Your second assumption is wrong, see:

var a = {a: 1, b: 2};

function b(objeto) {
    objeto.a = 3;
}

b(a);

document.write(JSON.stringify(a));

a.a becomes real 3 when you do objeto.a = 3;, then the second code has identical result to the third.

The main point you need to understand is that JS objects are always passed by reference, so changing their attributes in the function they were passed to will always result in the original object being changed. Read on in this answer to understand well how it works.

  • Bruno, this only happens with objects or variables are also passed as reference?

  • @André only objects and arrays (arrays are more or less objects in js, it’s kind of confusing), values are copied. Read the post that Linkei, there details this well.

  • @André Primitive are not passed by reference. Brunobr: +1

  • When you say they are passed by reference, are you talking about assignment or passing by parameter? Because the parameters are all by value, not by reference.
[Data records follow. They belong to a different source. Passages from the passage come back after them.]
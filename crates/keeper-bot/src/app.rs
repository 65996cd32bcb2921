//! Application wiring: providers, contracts, keepers, lifecycle.

use std::sync::Arc;
use std::time::Duration;

use alloy::primitives::{Address, B256};
use alloy::providers::ProviderBuilder;
use keeper_chain::rpc::{
    RpcChainClient, RpcMarketContract, RpcMarketDirectory, RpcMulticall, RpcPythContract,
};
use keeper_chain::{
    ChainClient, EventSource, EventSourceConfig, MarketContract, MarketDirectory, Multicall,
};
use keeper_core::params::LiquidationParams;
use keeper_core::Market;
use keeper_engine::{
    DelayedKeeperConfig, DelayedOrdersKeeper, Distributor, DistributorConfig, Keeper, KeeperDeps,
    LiquidationKeeper, LogNotifier, OffchainPricing,
};
use keeper_pyth::PythPriceClient;
use keeper_signer::{build_wallet, derive_signers, SignerPool, SignerPoolConfig};
use keeper_telemetry::Metrics;
use tokio::sync::watch;
use tracing::{error, info, warn};

use crate::config::Config;
use crate::error::{AppError, AppResult};

/// Cadence of the per-signer balance gauge refresh.
const BALANCE_REFRESH_INTERVAL: Duration = Duration::from_secs(60);

/// Balance below which a signer is warned about, in wei (0.01 ETH).
const LOW_BALANCE_WEI: u128 = 10_000_000_000_000_000;

/// A bootstrapped keeper process, ready to run.
pub struct Application {
    config: Config,
    chain: Arc<dyn ChainClient>,
    pool: Arc<SignerPool>,
    distributor: Distributor,
}

impl Application {
    /// Build every collaborator and discover markets. Failures here are
    /// fatal startup errors (exit code 1).
    pub async fn bootstrap(config: Config) -> AppResult<Self> {
        Metrics::init(config.network.label());
        Metrics::start_up();

        let signers = derive_signers(&config.mnemonic, config.signer_pool_size)?;
        let wallet = build_wallet(&signers)?;
        Metrics::signer_pool_size(signers.len());

        let url = config.rpc_url()?;
        let provider = ProviderBuilder::new()
            .wallet(wallet)
            .connect(&url)
            .await
            .map_err(|e| AppError::Provider(format!("failed to connect provider: {e}")))?;

        let chain: Arc<dyn ChainClient> = Arc::new(RpcChainClient::new(provider.clone()));

        // Prove the RPC is reachable before anything else spins up.
        let tip = chain.block_number().await?;
        info!(network = config.network.label(), tip, "Connected to chain");

        let pool = Arc::new(SignerPool::new(
            Arc::clone(&chain),
            &signers,
            SignerPoolConfig::default(),
        ));
        let deps = KeeperDeps {
            chain: Arc::clone(&chain),
            pool: Arc::clone(&pool),
            notifier: Arc::new(LogNotifier),
        };

        let directory = RpcMarketDirectory::new(provider.clone(), config.market_data_address);
        let summaries = directory.all_market_summaries().await?;
        info!(markets = summaries.len(), "Discovered markets");

        let pyth_client = Arc::new(PythPriceClient::new(&config.pyth_price_server)?);
        let pyth_contract = Arc::new(RpcPythContract::new(
            provider.clone(),
            config.pyth_contract_address,
        ));
        let multicall: Option<Arc<dyn Multicall>> = config
            .multicall3_address
            .map(|address| Arc::new(RpcMulticall::new(provider.clone(), address)) as _);

        let order_config = DelayedKeeperConfig {
            max_exec_attempts: config.max_order_exec_attempts,
        };

        let mut keepers: Vec<Box<dyn Keeper>> = Vec::new();
        for summary in summaries {
            let contract: Arc<dyn MarketContract> = Arc::new(RpcMarketContract::new(
                provider.clone(),
                summary.key.clone(),
                &summary.asset,
                summary.address,
                config.exchange_rates_address,
                config.perps_exchange_rate_address,
            ));
            let market = Market::new(summary.key.clone(), &summary.asset, summary.address);

            keepers.push(Box::new(DelayedOrdersKeeper::onchain(
                market.clone(),
                Arc::clone(&contract),
                deps.clone(),
                order_config.clone(),
            )));

            match contract.offchain_price_feed_id().await {
                Ok(feed_id) if feed_id != B256::ZERO => {
                    keepers.push(Box::new(DelayedOrdersKeeper::offchain(
                        market.clone().with_price_feed(feed_id),
                        Arc::clone(&contract),
                        deps.clone(),
                        order_config.clone(),
                        OffchainPricing {
                            price_service: Arc::clone(&pyth_client) as _,
                            pyth_contract: Arc::clone(&pyth_contract) as _,
                            feed_id,
                        },
                    )));
                }
                Ok(_) => {
                    warn!(market = %market.key, "No Pyth feed configured; off-chain keeper skipped")
                }
                Err(e) => {
                    warn!(market = %market.key, error = %e, "Feed id lookup failed; off-chain keeper skipped")
                }
            }

            keepers.push(Box::new(LiquidationKeeper::new(
                market,
                contract,
                deps.clone(),
                multicall.clone(),
                LiquidationParams::default(),
            )));
        }

        let source = EventSource::new(Arc::clone(&chain), EventSourceConfig::default());
        let distributor = Distributor::new(
            Arc::clone(&chain),
            source,
            keepers,
            None,
            DistributorConfig {
                process_interval: config.process_interval,
                ..DistributorConfig::default()
            },
            config.from_block,
        );

        Ok(Self {
            config,
            chain,
            pool,
            distributor,
        })
    }

    /// Run until ctrl-c. Errors here are unrecoverable runtime errors
    /// (exit code 2).
    pub async fn run(mut self) -> AppResult<()> {
        let (shutdown_tx, shutdown_rx) = watch::channel(false);

        tokio::spawn(async move {
            if tokio::signal::ctrl_c().await.is_ok() {
                info!("Shutdown signal received");
                let _ = shutdown_tx.send(true);
            }
        });

        if self.config.metrics_enabled {
            let chain = Arc::clone(&self.chain);
            let addresses: Vec<Address> = self.pool.addresses().to_vec();
            tokio::spawn(balance_watcher(chain, addresses));
        }

        info!(
            interval_ms = self.config.process_interval.as_millis() as u64,
            from_block = self.config.from_block,
            "Starting distributor"
        );
        self.distributor.run(shutdown_rx).await?;
        Ok(())
    }
}

/// Periodically refresh the per-signer ETH balance gauge and warn when a
/// key is running dry; a drained signer stops earning silently otherwise.
async fn balance_watcher(chain: Arc<dyn ChainClient>, addresses: Vec<Address>) {
    let mut interval = tokio::time::interval(BALANCE_REFRESH_INTERVAL);
    loop {
        interval.tick().await;
        for address in &addresses {
            match chain.balance(*address).await {
                Ok(balance) => {
                    let wei = u128::try_from(balance).unwrap_or(u128::MAX);
                    Metrics::signer_eth_balance(&address.to_string(), wei as f64 / 1e18);
                    if wei < LOW_BALANCE_WEI {
                        warn!(signer = %address, balance_wei = wei, "Signer balance is low");
                    }
                }
                Err(e) => {
                    error!(signer = %address, error = %e, "Balance read failed");
                }
            }
        }
    }
}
  • Passing objects by parameter generates a copy of the reference, which is what makes it possible to change the values of the original object and yet does not allow you to change the reference of the original object. As I said before this answer already detail well the operation.

  • Yes, but an assignment also generates a copy of the reference. It is not wrong, but to say so seems that a parameter passage is different from an assignment, which in JS is not (referring to the value that is passed).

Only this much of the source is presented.